Signs de M. Night Shyamalan (2001) - ★★★★★★★★☆☆

 


 

Première rencontre avec les quatre membres de la famille Hess en 2002 et grosse déception. L'abrutissant Independence Day de Roland Emmerich était déjà passé par là et face à l'apparente quiétude du nouveau récit accouché par M. Night Shyamalan intitulé Signs, l'ennui s'est imposé comme une évidence, déployant ses bras en m'enveloppant jusqu'à ce que mes yeux se ferment et que je m'endorme. Mais maintenant que deux décennies ont passé et que depuis est oubliée cette douloureuse expérience, revoir le cinquième long-métrage de celui qui avant celui-ci s'était surtout fait remarquer grâce aux brillants Sixième sens et Incassable m'a permis de redécouvrir l’œuvre sous un nouveau jour. Signs n'est pas le long-métrage rêvé de celles et ceux qui espèrent y croiser des légions d'extraterrestres armés de pistolets lasers auxquels s'opposerait une armée d'hommes impuissants. Tout ici est question d'intimité, au sein même d'un foyer constitué de quatre membres qui essaient tant bien que mal de se reconstruire depuis qu'un drame terrible s'est produit huit mois auparavant.
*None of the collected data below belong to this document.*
//! Source documents of the opa64 instruction database.
//!
//! This crate knows where the documents are published ([`DOCUMENTS`]) and
//! turns each of them into per-opcode records:
//!
//! * the latency tables of the optimization guides and the intrinsics
//!   reference are PDF documents, read through a [`TableExtractor`];
//! * the architecture reference is a tree of XML files, read with
//!   `roxmltree`.
//!
//! [`parse_document`] dispatches on the document kind and
//! [`Parsed::merge_into`] files the result into the unified [`Database`].

#![deny(missing_docs)]

pub mod description;
mod docs;
mod error;
mod intrinsics;
mod sanitize;
mod table;

pub use crate::docs::{DOCUMENTS, Document, DocumentKind, resolve};
pub use crate::error::{Error, Result};
pub use crate::intrinsics::parse_intrinsics;
pub use crate::sanitize::{Mode, sanitize};
pub use crate::table::{JsonPages, TableExtractor, TabularPage, parse_latency_tables};

use log::info;
use opa64_relink::{Database, DescriptionRecord, IntrinsicRecord, TableRow};
use std::collections::BTreeMap;
use std::path::{Path, PathBuf};

/// The records read from one document, keyed by canonical opcode.
#[derive(Debug, Clone)]
pub enum Parsed {
    /// Latency rows of one microarchitecture.
    Table {
        /// Short microarchitecture name, e.g. `a55`.
        arch: String,
        #[allow(missing_docs)]
        rows: BTreeMap<String, Vec<TableRow>>,
    },
    /// Rows of the intrinsics reference.
    Intrinsics(BTreeMap<String, Vec<IntrinsicRecord>>),
    /// Sections of the architecture reference.
    Description(BTreeMap<String, Vec<DescriptionRecord>>),
}

impl Parsed {
    /// Number of opcodes covered.
    pub fn len(&self) -> usize {
        match self {
            Parsed::Table { rows, .. } => rows.len(),
            Parsed::Intrinsics(map) => map.len(),
            Parsed::Description(map) => map.len(),
        }
    }

    /// Whether no opcode is covered.
    pub fn is_empty(&self) -> bool {
        self.len() == 0
    }

    /// Files the records into `db`, replacing whatever an earlier parse of
    /// the same document left there.
    pub fn merge_into(self, db: &mut Database) {
        match self {
            Parsed::Table { arch, rows } => {
                for (opcode, rows) in rows {
                    db.entry(opcode).or_default().table.insert(arch.clone(), rows);
                }
            }
            Parsed::Intrinsics(map) => {
                for (opcode, intrinsics) in map {
                    db.entry(opcode).or_default().intrinsics = Some(intrinsics);
                }
            }
            Parsed::Description(map) => {
                for (opcode, descriptions) in map {
                    db.entry(opcode).or_default().description = Some(descriptions);
                }
            }
        }
    }
}

/// Directory the XML archive of the architecture reference is expected to
/// be extracted to: its file name without `.tar.gz`.
pub fn reference_dir(doc: &Document, dir: &Path) -> PathBuf {
    let name = doc.file_name();
    dir.join(name.strip_suffix(".tar.gz").unwrap_or(name))
}

/// Reads one document from the working directory `dir`.
pub fn parse_document(
    doc: &Document,
    dir: &Path,
    extractor: &dyn TableExtractor,
) -> Result<Parsed> {
    info!("parsing {}", doc.specifier());
    let parsed = match doc.kind {
        DocumentKind::Description => {
            Parsed::Description(description::parse_reference_dir(&reference_dir(doc, dir))?)
        }
        DocumentKind::Intrinsics => {
            let pages = extractor.extract(&doc.local_path(dir))?;
            Parsed::Intrinsics(parse_intrinsics(&pages))
        }
        DocumentKind::Table(arch) => {
            let pages = extractor.extract(&doc.local_path(dir))?;
            Parsed::Table {
                arch: arch.to_string(),
                rows: parse_latency_tables(&pages),
            }
        }
    };
    info!("{}: {} opcodes", doc.specifier(), parsed.len());
    Ok(parsed)
}
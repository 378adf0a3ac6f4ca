//! The module that implements the `opa64 relink` command.

use crate::CommonOptions;
use anyhow::{Context, Result};
use clap::Parser;
use log::info;
use opa64_relink::{Database, relink};
use std::fs;
use std::path::PathBuf;

/// Links intrinsics, descriptions and latency rows into instruction records.
#[derive(Parser)]
pub struct RelinkCommand {
    #[command(flatten)]
    common: CommonOptions,

    /// The database written by `opa64 parse`
    #[arg(long, value_name = "FILE")]
    db: PathBuf,

    /// Write the records to this file instead of stdout
    #[arg(short, long, value_name = "FILE")]
    output: Option<PathBuf>,
}

impl RelinkCommand {
    /// Executes the command.
    pub fn execute(self) -> Result<()> {
        self.common.init_logging();
        let config = self.common.config()?;

        let contents = fs::read_to_string(&self.db)
            .with_context(|| format!("failed to read database: {}", self.db.display()))?;
        let db: Database = serde_json::from_str(&contents)
            .with_context(|| format!("failed to parse database: {}", self.db.display()))?;

        let records = relink(&db, &config.relink);
        info!("{} opcodes linked into {} records", db.len(), records.len());

        super::write_json(self.output.as_deref(), &records)
    }
}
Mel Gibson incarne le père de famille Graham Hess, ancien prêtre qui depuis la mort de son épouse dans un accident de voiture a perdu la foi. Si on ne prie plus dans la ferme familiale qu'entourent des champs de blé, on se pose malgré tout des questions, sur le hasard et les coïncidences. M. Night Shyamalan qui jusque là nous avait habitué à de sensationnelles révélations les dissémine cette fois-ci de manière beaucoup plus discrètes et harmonieuses. Au point que l'on pouvait se demander s'il n'avait perdu de ce pouvoir qui permettait à son œuvre toute entière de prendre la forme d'une toile d'araignée au final saisissant. Signs, l'incompris n'en est pourtant pas moins un grand film, sans grand effets, certes, mais dans la continuité de ce que M. Night Shyamalan semble avoir entrepris depuis l'année du Sixième sens. Le réalisateur et scénariste américain d’origine indienne propose deux phases distinctes au récit qui vont pourtant logiquement se regrouper pour n'en faire plus qu'une. D'un côté, l'indicible et le mystérieux, avec ses agroglyphes (ou crop circles) et de l'autre, ce drame familial. Le sensationnel et l'intimisme. Une famille vivant en retrait et des médias qui très rapidement s'emparent de l'affaire jusqu'à devenir un événement à l'échelle de la planète toute entière...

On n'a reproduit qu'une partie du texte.